It is important to note that amidst the excitement and speculation surrounding OpenAI’s alleged breakthrough, the academic community has already extensively explored similar ideas. In the past six months alone, numerous papers have discussed the combination of tree-of-thought, graph search, state-space reinforcement learning, and LLMs (Language and Learning Models). This context reminds us that while Q* might be a significant development, it is not entirely unprecedented.

OpenAI’s spokesperson, Lindsey Held Bolton, has officially rebuked the rumors surrounding Q*. In a statement provided to The Verge, Bolton clarified that Mira Murati only informed employees about the media reports regarding the situation and did not comment on the accuracy of the information.

In conclusion, rumors regarding OpenAI’s Q* project have generated significant interest and speculation. The alleged breakthrough combines concepts from Q-learning and A*, potentially leading to advancements in solving math problems. Furthermore, DeepMind’s Gemini project shares similarities with Q*, aiming to integrate the strengths of AlphaGo-type systems with language capabilities. While the academic community has explored similar ideas extensively, the potential impact of Q* and Gemini on planning for abstract goals and achieving agentic behavior remains an exciting prospect within the field of artificial intelligence.

In simple terms, long-range planning and multi-modal models together create an economic agent. Allow me to paint a scenario for you: Picture yourself working at a bank. A notification appears, asking what you are currently doing. You reply, “sending a wire for a customer.” An AI system observes your actions, noting a path and policy for mimicking the process.

The next time you mention “sending a wire for a customer,” the AI system initiates the learned process. However, it may make a few errors, requiring your guidance to correct them.
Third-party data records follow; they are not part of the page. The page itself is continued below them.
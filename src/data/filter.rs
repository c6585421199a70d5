use std::collections::BTreeSet;

use rand::SeedableRng;
use rand_chacha::ChaCha8Rng;

use super::model::Dataset;

/// Fixed seed for downsampling: repeated renders of the same data must
/// show the same subset. Reproducibility, not statistical rigour.
const SAMPLE_SEED: u64 = 42;

/// The category column the sidebar filter targets.
const DEPARTMENT_COLUMN: &str = "department";

// ---------------------------------------------------------------------------
// FilterCriteria – the selection surface passed by value into the core
// ---------------------------------------------------------------------------

/// Current UI selection, owned by the presentation layer and handed to
/// [`apply`] per render. The sidebar's date range is deliberately not part
/// of the criteria: it is collected but never applied to filtering (known
/// limitation).
#[derive(Debug, Clone, PartialEq, Eq)]
pub struct FilterCriteria {
    /// Allowed values of the `department` column. An empty set means
    /// "no department constraint" (nothing selected behaves like the
    /// filter being cleared).
    pub departments: BTreeSet<String>,
    /// Maximum number of records to keep.
    pub max_rows: usize,
}

impl Default for FilterCriteria {
    fn default() -> Self {
        FilterCriteria {
            departments: BTreeSet::new(),
            max_rows: 100,
        }
    }
}

// ---------------------------------------------------------------------------
// Filtering
// ---------------------------------------------------------------------------

/// Apply the criteria to a dataset, returning a fresh filtered copy.
///
/// * Empty input → empty output, never an error.
/// * The department predicate only applies when the dataset actually has a
///   `department` column and the allowed set is non-empty; otherwise it is
///   skipped entirely.
/// * If more records remain than `max_rows`, the result is downsampled to
///   exactly `max_rows` with a fixed-seed RNG; sampled rows keep their
///   input order.
pub fn apply(dataset: &Dataset, criteria: &FilterCriteria) -> Dataset {
    if dataset.is_empty() {
        return Dataset::default();
    }

    let filter_by_department =
        dataset.has_column(DEPARTMENT_COLUMN) && !criteria.departments.is_empty();

    let mut kept: Vec<usize> = dataset
        .records
        .iter()
        .enumerate()
        .filter(|(_, rec)| {
            if !filter_by_department {
                return true;
            }
            match rec.get(DEPARTMENT_COLUMN).and_then(|v| v.as_str()) {
                Some(dept) => criteria.departments.contains(dept),
                None => false,
            }
        })
        .map(|(i, _)| i)
        .collect();

    if kept.len() > criteria.max_rows {
        kept = sample_indices(&kept, criteria.max_rows);
    }

    let records = kept.iter().map(|&i| dataset.records[i].clone()).collect();
    Dataset::new(dataset.column_names.clone(), records)
}

/// Pick `amount` of the given indices with a fixed seed, re-sorted so the
/// output preserves input row order.
fn sample_indices(indices: &[usize], amount: usize) -> Vec<usize> {
    let mut rng = ChaCha8Rng::seed_from_u64(SAMPLE_SEED);
    let mut picked: Vec<usize> = rand::seq::index::sample(&mut rng, indices.len(), amount)
        .into_iter()
        .map(|i| indices[i])
        .collect();
    picked.sort_unstable();
    picked
}

#[cfg(test)]
mod tests {
    use super::*;
    use crate::data::model::tests::rec;
    use crate::data::model::FieldValue;

    fn dataset_of(n: usize) -> Dataset {
        let records = (0..n)
            .map(|i| {
                rec(&[
                    ("id", FieldValue::Integer(i as i64)),
                    (
                        "department",
                        FieldValue::Text(if i % 2 == 0 { "IT Solutions" } else { "HR & Staffing" }.into()),
                    ),
                ])
            })
            .collect();
        Dataset::new(vec!["id".into(), "department".into()], records)
    }

    fn ids(ds: &Dataset) -> Vec<i64> {
        ds.records
            .iter()
            .map(|r| match r.get("id") {
                Some(FieldValue::Integer(i)) => *i,
                other => panic!("unexpected id {other:?}"),
            })
            .collect()
    }

    #[test]
    fn empty_input_is_a_noop() {
        let out = apply(&Dataset::default(), &FilterCriteria::default());
        assert!(out.is_empty());
    }

    #[test]
    fn result_size_is_min_of_len_and_max_rows() {
        let ds = dataset_of(120);
        let criteria = FilterCriteria {
            departments: BTreeSet::new(),
            max_rows: 100,
        };
        assert_eq!(apply(&ds, &criteria).len(), 100);

        let small = dataset_of(30);
        assert_eq!(apply(&small, &criteria).len(), 30);
    }

    #[test]
    fn downsampling_is_deterministic() {
        let ds = dataset_of(120);
        let criteria = FilterCriteria {
            departments: BTreeSet::new(),
            max_rows: 100,
        };
        let a = apply(&ds, &criteria);
        let b = apply(&ds, &criteria);
        assert_eq!(ids(&a), ids(&b));
        assert_eq!(a.len(), 100);
    }

    #[test]
    fn idempotent_when_under_the_bound() {
        let ds = dataset_of(50);
        let criteria = FilterCriteria {
            departments: ["IT Solutions".to_string()].into_iter().collect(),
            max_rows: 100,
        };
        let once = apply(&ds, &criteria);
        let twice = apply(&once, &criteria);
        assert_eq!(ids(&once), ids(&twice));
    }

    #[test]
    fn department_membership_is_enforced() {
        let ds = dataset_of(10);
        let criteria = FilterCriteria {
            departments: ["HR & Staffing".to_string()].into_iter().collect(),
            max_rows: 100,
        };
        let out = apply(&ds, &criteria);
        assert_eq!(out.len(), 5);
        assert!(out
            .values("department")
            .all(|v| v.as_str() == Some("HR & Staffing")));
    }

    #[test]
    fn absent_department_column_skips_the_predicate() {
        let ds = Dataset::new(
            vec!["id".into()],
            (0..4).map(|i| rec(&[("id", FieldValue::Integer(i))])).collect(),
        );
        let criteria = FilterCriteria {
            departments: ["IT Solutions".to_string()].into_iter().collect(),
            max_rows: 100,
        };
        assert_eq!(apply(&ds, &criteria).len(), 4);
    }

    #[test]
    fn empty_selection_means_no_filter() {
        let ds = dataset_of(10);
        let criteria = FilterCriteria {
            departments: BTreeSet::new(),
            max_rows: 100,
        };
        assert_eq!(apply(&ds, &criteria).len(), 10);
    }

    #[test]
    fn input_is_not_mutated_and_order_is_preserved() {
        let ds = dataset_of(120);
        let before = ids(&ds);
        let criteria = FilterCriteria {
            departments: BTreeSet::new(),
            max_rows: 20,
        };
        let out = apply(&ds, &criteria);
        assert_eq!(ids(&ds), before);

        let sampled = ids(&out);
        let mut sorted = sampled.clone();
        sorted.sort_unstable();
        assert_eq!(sampled, sorted);
    }
}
The AI system then repeats this learning process with all 500 individuals in your job role.

Within a week, it becomes capable of recognizing incoming emails, extracting relevant information, navigating to the wire sending window, completing the required information, and ultimately sending the wire.

This approach combines long-term planning, a reward system, and reinforcement learning policies, akin to Q* A* methods. If planning and reinforcing actions through a multi-modal AI prove successful, it is possible that jobs traditionally carried out by humans using keyboards could become obsolete within the span of 1 to 3 years.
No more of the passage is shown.